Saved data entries
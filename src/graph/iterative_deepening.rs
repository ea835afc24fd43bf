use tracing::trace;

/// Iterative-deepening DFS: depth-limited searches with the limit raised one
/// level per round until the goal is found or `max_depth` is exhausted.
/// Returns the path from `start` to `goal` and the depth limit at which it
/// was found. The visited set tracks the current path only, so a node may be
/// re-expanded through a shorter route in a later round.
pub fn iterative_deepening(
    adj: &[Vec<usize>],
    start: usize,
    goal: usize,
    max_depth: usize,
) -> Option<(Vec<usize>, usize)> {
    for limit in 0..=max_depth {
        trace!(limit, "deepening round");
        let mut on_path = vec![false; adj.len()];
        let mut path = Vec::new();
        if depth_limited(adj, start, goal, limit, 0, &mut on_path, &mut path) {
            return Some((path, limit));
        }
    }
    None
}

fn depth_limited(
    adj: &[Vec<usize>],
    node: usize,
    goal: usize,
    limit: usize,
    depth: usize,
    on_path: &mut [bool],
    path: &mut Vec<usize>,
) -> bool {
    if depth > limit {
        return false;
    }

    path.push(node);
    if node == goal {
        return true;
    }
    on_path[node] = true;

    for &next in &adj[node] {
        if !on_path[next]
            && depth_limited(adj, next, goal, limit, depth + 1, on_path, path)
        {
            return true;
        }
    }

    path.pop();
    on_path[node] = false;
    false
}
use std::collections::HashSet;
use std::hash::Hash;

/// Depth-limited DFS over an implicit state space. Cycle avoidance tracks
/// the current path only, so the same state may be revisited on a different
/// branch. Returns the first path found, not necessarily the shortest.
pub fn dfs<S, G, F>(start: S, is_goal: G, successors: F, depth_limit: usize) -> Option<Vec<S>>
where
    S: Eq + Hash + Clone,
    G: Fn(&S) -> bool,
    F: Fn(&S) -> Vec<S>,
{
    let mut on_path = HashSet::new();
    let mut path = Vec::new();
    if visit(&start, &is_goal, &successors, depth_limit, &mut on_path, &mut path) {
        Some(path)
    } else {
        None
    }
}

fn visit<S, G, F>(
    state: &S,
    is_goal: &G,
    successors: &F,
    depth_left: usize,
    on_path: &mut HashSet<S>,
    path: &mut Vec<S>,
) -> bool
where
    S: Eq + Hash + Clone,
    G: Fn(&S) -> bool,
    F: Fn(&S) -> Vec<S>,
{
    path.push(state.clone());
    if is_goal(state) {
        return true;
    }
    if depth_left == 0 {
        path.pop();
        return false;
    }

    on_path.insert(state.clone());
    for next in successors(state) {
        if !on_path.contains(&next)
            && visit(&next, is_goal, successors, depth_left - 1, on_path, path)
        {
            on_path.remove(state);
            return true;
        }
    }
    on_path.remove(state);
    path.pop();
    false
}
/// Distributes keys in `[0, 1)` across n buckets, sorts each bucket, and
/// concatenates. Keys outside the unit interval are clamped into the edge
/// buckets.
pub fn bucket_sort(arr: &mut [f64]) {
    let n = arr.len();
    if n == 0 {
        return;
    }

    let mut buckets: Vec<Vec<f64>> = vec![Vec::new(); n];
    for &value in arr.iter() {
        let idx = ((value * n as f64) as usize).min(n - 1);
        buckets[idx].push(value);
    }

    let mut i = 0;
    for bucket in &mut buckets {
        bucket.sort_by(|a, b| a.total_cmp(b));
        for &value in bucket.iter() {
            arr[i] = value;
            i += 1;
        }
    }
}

...

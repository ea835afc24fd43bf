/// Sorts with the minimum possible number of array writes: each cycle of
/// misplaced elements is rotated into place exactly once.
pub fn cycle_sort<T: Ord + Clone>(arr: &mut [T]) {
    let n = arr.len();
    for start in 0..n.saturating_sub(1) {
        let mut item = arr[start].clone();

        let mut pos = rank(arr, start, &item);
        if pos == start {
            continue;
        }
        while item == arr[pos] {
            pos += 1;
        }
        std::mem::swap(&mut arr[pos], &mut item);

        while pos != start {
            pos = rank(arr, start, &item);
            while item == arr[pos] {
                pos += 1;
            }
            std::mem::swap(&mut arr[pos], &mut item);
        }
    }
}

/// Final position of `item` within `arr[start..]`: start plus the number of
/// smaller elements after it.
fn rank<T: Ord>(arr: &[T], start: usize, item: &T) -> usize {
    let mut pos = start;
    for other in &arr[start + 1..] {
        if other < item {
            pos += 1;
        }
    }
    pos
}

...

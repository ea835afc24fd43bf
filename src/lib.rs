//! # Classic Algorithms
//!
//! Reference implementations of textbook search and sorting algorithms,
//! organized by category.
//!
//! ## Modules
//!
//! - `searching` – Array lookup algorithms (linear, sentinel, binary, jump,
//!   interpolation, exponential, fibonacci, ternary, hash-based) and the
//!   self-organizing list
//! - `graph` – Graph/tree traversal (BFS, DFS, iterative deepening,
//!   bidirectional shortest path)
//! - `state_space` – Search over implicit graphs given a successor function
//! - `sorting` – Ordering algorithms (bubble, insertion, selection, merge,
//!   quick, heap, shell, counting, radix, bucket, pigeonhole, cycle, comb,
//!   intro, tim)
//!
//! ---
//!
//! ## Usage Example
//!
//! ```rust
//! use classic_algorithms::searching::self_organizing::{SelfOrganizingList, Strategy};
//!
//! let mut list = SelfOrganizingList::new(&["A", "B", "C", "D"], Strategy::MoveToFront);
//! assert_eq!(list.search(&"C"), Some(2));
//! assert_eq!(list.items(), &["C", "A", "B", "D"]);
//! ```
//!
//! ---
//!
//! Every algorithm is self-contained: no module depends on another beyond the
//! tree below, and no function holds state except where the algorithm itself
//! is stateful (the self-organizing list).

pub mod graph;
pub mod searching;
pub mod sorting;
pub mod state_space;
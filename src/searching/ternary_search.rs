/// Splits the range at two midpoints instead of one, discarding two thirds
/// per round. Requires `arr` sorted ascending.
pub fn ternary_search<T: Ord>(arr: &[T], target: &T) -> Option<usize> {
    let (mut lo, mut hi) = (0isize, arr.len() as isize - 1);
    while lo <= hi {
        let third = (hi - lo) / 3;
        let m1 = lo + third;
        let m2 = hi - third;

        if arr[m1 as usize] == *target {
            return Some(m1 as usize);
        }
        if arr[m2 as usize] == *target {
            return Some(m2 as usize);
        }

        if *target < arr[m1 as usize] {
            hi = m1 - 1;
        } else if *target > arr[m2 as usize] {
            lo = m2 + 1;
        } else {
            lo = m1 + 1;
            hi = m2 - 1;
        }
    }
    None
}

> _PROBLEM TO SOLVE_:
All lines carrying the word "Some" must be copied from the data above.

> _ANSWER TO THIS TASK_:
            return Some((path, limit));
        Some(path)
//! assert_eq!(list.search(&"C"), Some(2));
            return Some(m1 as usize);
            return Some(m2 as usize);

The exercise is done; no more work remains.